**Directions for this task**. Exact reproduction required: the lines below from the line with "filename src/snapshot.rs" to the line with "or rules themselves.", both ends included, and no others.
%%
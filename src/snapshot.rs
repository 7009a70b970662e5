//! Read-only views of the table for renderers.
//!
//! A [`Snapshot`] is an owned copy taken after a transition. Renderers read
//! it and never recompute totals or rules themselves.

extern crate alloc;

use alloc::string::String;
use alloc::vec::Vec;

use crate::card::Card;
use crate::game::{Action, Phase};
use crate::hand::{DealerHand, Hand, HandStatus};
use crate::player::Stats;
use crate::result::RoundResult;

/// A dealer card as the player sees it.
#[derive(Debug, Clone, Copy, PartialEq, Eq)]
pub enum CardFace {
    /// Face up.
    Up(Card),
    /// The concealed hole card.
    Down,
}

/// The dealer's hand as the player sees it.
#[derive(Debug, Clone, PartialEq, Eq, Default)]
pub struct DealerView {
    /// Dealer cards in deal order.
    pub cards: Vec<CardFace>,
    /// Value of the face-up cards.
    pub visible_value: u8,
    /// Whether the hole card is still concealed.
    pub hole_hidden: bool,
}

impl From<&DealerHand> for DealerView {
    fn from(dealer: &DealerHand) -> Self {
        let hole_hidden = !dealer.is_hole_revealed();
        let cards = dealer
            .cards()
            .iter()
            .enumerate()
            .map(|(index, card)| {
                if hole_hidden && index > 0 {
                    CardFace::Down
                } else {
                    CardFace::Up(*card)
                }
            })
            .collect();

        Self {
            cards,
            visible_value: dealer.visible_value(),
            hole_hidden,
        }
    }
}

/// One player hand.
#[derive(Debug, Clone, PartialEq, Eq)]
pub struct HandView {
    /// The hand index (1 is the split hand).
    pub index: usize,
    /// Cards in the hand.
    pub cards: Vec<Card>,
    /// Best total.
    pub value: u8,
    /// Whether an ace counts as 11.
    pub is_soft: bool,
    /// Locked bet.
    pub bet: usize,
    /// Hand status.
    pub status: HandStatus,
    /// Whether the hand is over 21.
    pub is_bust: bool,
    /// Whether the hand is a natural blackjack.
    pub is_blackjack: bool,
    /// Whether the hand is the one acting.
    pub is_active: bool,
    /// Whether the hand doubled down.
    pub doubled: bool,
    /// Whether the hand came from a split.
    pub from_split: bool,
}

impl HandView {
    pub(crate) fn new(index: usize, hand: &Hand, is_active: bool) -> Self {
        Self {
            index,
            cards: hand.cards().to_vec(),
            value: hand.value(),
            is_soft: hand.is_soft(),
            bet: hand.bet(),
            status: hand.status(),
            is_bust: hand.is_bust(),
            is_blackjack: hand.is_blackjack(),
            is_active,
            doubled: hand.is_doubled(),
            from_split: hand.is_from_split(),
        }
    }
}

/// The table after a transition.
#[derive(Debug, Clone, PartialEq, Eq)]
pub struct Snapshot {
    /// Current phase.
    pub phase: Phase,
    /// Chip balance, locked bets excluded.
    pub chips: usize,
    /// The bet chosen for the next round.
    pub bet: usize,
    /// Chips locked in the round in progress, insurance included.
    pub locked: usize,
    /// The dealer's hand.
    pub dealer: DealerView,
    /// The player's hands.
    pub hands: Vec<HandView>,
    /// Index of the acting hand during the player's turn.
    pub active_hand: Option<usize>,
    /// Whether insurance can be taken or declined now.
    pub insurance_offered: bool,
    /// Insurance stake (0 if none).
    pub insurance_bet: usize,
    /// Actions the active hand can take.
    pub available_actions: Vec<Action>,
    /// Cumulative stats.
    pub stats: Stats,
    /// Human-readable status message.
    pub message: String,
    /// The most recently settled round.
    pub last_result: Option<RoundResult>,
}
%%
%%
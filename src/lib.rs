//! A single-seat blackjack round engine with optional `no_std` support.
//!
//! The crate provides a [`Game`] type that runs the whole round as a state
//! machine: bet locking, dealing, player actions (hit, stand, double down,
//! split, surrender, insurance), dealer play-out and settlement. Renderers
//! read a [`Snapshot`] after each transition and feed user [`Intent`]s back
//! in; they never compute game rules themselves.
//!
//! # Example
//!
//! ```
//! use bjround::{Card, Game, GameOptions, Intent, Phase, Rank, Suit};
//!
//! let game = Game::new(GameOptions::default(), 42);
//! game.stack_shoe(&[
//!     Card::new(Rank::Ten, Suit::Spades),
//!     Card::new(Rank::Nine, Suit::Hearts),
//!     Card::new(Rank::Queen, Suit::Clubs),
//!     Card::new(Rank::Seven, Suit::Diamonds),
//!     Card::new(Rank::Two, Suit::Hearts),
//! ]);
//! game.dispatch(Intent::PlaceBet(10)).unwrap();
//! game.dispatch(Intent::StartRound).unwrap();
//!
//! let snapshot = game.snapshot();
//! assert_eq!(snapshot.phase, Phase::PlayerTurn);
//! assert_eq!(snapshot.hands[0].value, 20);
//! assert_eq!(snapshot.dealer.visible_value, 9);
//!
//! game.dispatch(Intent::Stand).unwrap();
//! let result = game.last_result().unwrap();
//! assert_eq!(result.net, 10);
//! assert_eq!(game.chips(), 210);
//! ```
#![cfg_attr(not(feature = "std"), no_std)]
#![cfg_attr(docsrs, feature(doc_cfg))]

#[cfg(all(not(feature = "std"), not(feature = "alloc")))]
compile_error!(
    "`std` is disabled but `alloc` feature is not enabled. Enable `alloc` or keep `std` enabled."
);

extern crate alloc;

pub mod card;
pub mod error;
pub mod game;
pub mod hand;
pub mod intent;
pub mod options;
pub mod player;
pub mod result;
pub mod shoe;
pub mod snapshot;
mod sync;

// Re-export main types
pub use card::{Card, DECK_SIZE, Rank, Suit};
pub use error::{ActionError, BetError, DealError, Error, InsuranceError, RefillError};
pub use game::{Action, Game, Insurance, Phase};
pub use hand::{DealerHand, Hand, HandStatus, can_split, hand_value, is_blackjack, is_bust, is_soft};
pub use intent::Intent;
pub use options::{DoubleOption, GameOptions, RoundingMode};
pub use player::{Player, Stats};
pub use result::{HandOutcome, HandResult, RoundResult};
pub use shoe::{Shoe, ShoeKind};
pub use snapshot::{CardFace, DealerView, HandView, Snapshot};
%%
**Output below**.
filename src/snapshot.rs
repository 7009a70b970662e5
//! Read-only views of the table for renderers.
//!
//! A [`Snapshot`] is an owned copy taken after a transition. Renderers read
//! it and never recompute totals or rules themselves.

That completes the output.